There are many ways to change an output pin. The way we know and love is the famous digitalWrite() function. (Spoiler: Want a faster digitalWrite? Download Here!)

But even the Arduino Reference claims that it is not the most efficient. The Arduino functions do a lot of error checking to make sure the pin is configured right and has to map Arduino numbering to actual IO ports.  All this cost processor cycles, and time.  But how much? This article is not to teach you how to useIO registers, you can read about it on the Arduino Port Manipulation page. This is to cover exactly how inefficient the Arduino functions are.

I ran some tests to find out. The test platform was a 16Mhz Arduino and a very nice oscilloscope watching one of its output pins. I ran two tests, one setting the pins to know values(on or off), and one that ‘flips’ the pin from its previous state.  My code was inside a never ending for loop, so the result would always be a square wave form that I could measure in frequency.

The estimated CPU cycles is calculated from ½ the waveform period measured divided by the period of 16Mhz, since it takes two write operations to complete a full period in a waveform.  There could be some differences in the machine instructions it takes to set a bit compared to clearing a bit, so this is somewhat rough.

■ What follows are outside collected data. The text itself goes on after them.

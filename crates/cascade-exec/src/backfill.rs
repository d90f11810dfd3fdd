//! Date-range backfill for incremental models
//!
//! Replays a model over `[start, end]` in windows of `interval_days`,
//! injecting `start_date` and `end_date` as `$variable` bindings for each
//! window. The model is forced every window, so its SQL decides what the
//! window means (typically a `BETWEEN $start_date AND $end_date` filter).
//! Windows run in order; a failing window is recorded and the backfill
//! moves on to the next one.

use crate::error::ExecResult;
use crate::executor::{Executor, ExecutorOptions, RunSummary};
use cascade_core::{
    CoreError, DependencyGraph, ModelName, ModelRegistry, PlanOptions, Planner, SourceCatalog,
    StateStore,
};
use cascade_db::WarehouseClient;
use chrono::{Days, NaiveDate};
use serde_json::Value;

/// Date range and stride of a backfill
#[derive(Debug, Clone, Copy)]
pub struct BackfillOptions {
    /// First day to replay (inclusive)
    pub start: NaiveDate,

    /// Last day to replay (inclusive)
    pub end: NaiveDate,

    /// Days each window reaches beyond its start
    pub interval_days: u32,
}

/// One inclusive `[start, end]` slice of a backfill
#[derive(Debug, Clone, Copy, PartialEq, Eq)]
pub struct BackfillWindow {
    pub start: NaiveDate,
    pub end: NaiveDate,
}

impl std::fmt::Display for BackfillWindow {
    fn fmt(&self, f: &mut std::fmt::Formatter<'_>) -> std::fmt::Result {
        write!(f, "{} .. {}", self.start, self.end)
    }
}

/// Outcome of a whole backfill: one run summary per window, in order
#[derive(Debug, Default)]
pub struct BackfillSummary {
    pub windows: Vec<(BackfillWindow, RunSummary)>,
}

impl BackfillSummary {
    /// Windows in which at least one model failed.
    pub fn failed_windows(&self) -> usize {
        self.windows
            .iter()
            .filter(|(_, run)| run.failed() > 0)
            .count()
    }

    /// Process exit code: 0 when every window succeeded, 1 otherwise.
    pub fn exit_code(&self) -> i32 {
        if self.failed_windows() > 0 {
            1
        } else {
            0
        }
    }
}

/// Split the range into windows. Each window ends `interval_days` after its
/// start (clamped to the range end); the next window starts the following
/// day, so no day is replayed twice.
pub fn windows(options: &BackfillOptions) -> Vec<BackfillWindow> {
    let stride = Days::new(u64::from(options.interval_days.max(1)));
    let mut windows = Vec::new();
    let mut current = options.start;

    while current <= options.end {
        let reach = current
            .checked_add_days(stride)
            .unwrap_or(options.end)
            .min(options.end);
        windows.push(BackfillWindow {
            start: current,
            end: reach,
        });

        match reach.checked_add_days(Days::new(1)) {
            Some(next) => current = next,
            None => break,
        }
    }

    windows
}

/// Replay one model across the date range, window by window.
///
/// Each window builds a forced single-model plan and runs it with the
/// window's `start_date`/`end_date` bound over the caller's variables, so
/// state (including high-watermarks) advances exactly as a normal run would.
#[allow(clippy::too_many_arguments)]
pub async fn run_backfill(
    client: &WarehouseClient,
    registry: &ModelRegistry,
    catalog: &SourceCatalog,
    graph: &DependencyGraph,
    model: &ModelName,
    mut state: StateStore,
    base_options: &ExecutorOptions,
    options: &BackfillOptions,
) -> ExecResult<(BackfillSummary, StateStore)> {
    if !registry.contains(model.as_str()) {
        return Err(CoreError::ModelNotFound {
            name: model.to_string(),
        }
        .into());
    }

    let mut summary = BackfillSummary::default();

    for window in windows(options) {
        let plan = Planner::new(registry, graph, state.snapshot()).build(&PlanOptions {
            filter: Some([model.clone()].into()),
            forced: [model.clone()].into(),
            include_unchanged: false,
        })?;

        let mut window_options = base_options.clone();
        window_options.variables.insert(
            "start_date".to_string(),
            Value::String(window.start.format("%Y-%m-%d").to_string()),
        );
        window_options.variables.insert(
            "end_date".to_string(),
            Value::String(window.end.format("%Y-%m-%d").to_string()),
        );

        let executor = Executor::new(client.clone(), registry, catalog, window_options);
        let (run, next_state) = executor.run(&plan, state).await?;
        state = next_state;

        if run.failed() > 0 {
            log::warn!("backfill window {} failed for {}", window, model);
        }
        summary.windows.push((window, run));
    }

    Ok((summary, state))
}

#[cfg(test)]
#[path = "backfill_test.rs"]
mod tests;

The 3 methods I tested were

• digitalWrite(pin, LOW);         digitalWrite(pin, HIGH);
• CLR(PORTB, 0) ;     SET(PORTB, 0);
• PORTB |= _BV(0);                   PORTB &= ~(_BV(0));

The macros used:

#define CLR(x,y) (x&=(~(1<<y)))

#define SET(x,y) (x|=(1<<y))

#define _BV(bit) (1 << (bit))

The results

As you can see, digitalWrite takes around 56 cycles to complete, while direct Port addressing takes 2 cycles. That’s a big difference in time for programs that have lot’s of IO operations!

Next I tested just flipping a pin. By this I mean I just changed the pin state without knowing what the initial state was without testing. The methods of testing

• digitalWrite(pin, !digitalRead(pin))
• PORTB ^= (_BV(0))
• sbi(PINB,0)

#define sbi(port,bit) (port)|=(1<<(bit))

The results

Wow, the Arduino method takes a whopping 121 cycles to flip a pin! The sbi() using the PIN register is a neat trick for what usually is a read only register, and is the fastest at only 2 cycles.

So you see, the Arduino functions take much MUCH longer to complete pin operations then using direct port IO. But there is a reason why. Arduino does a lot of error checking, and has to look up pin number mappings to actual Atmega pins. Direct port access is not for the faint of heart, but it can be much faster for when you are ready to take off some of the Arduino training wheels.

Credit to Webbot for showing us the PIN register trick.

UPDATE: Well, it seems the attention of my article has made me aware of a neat-o library for Arduino that keeps the code simple, but runs just as fast as direct port manipulation. Arduino Forum post here. I just tested the digitalWriteFast2() function and it also seems to only require 2 cycles to complete.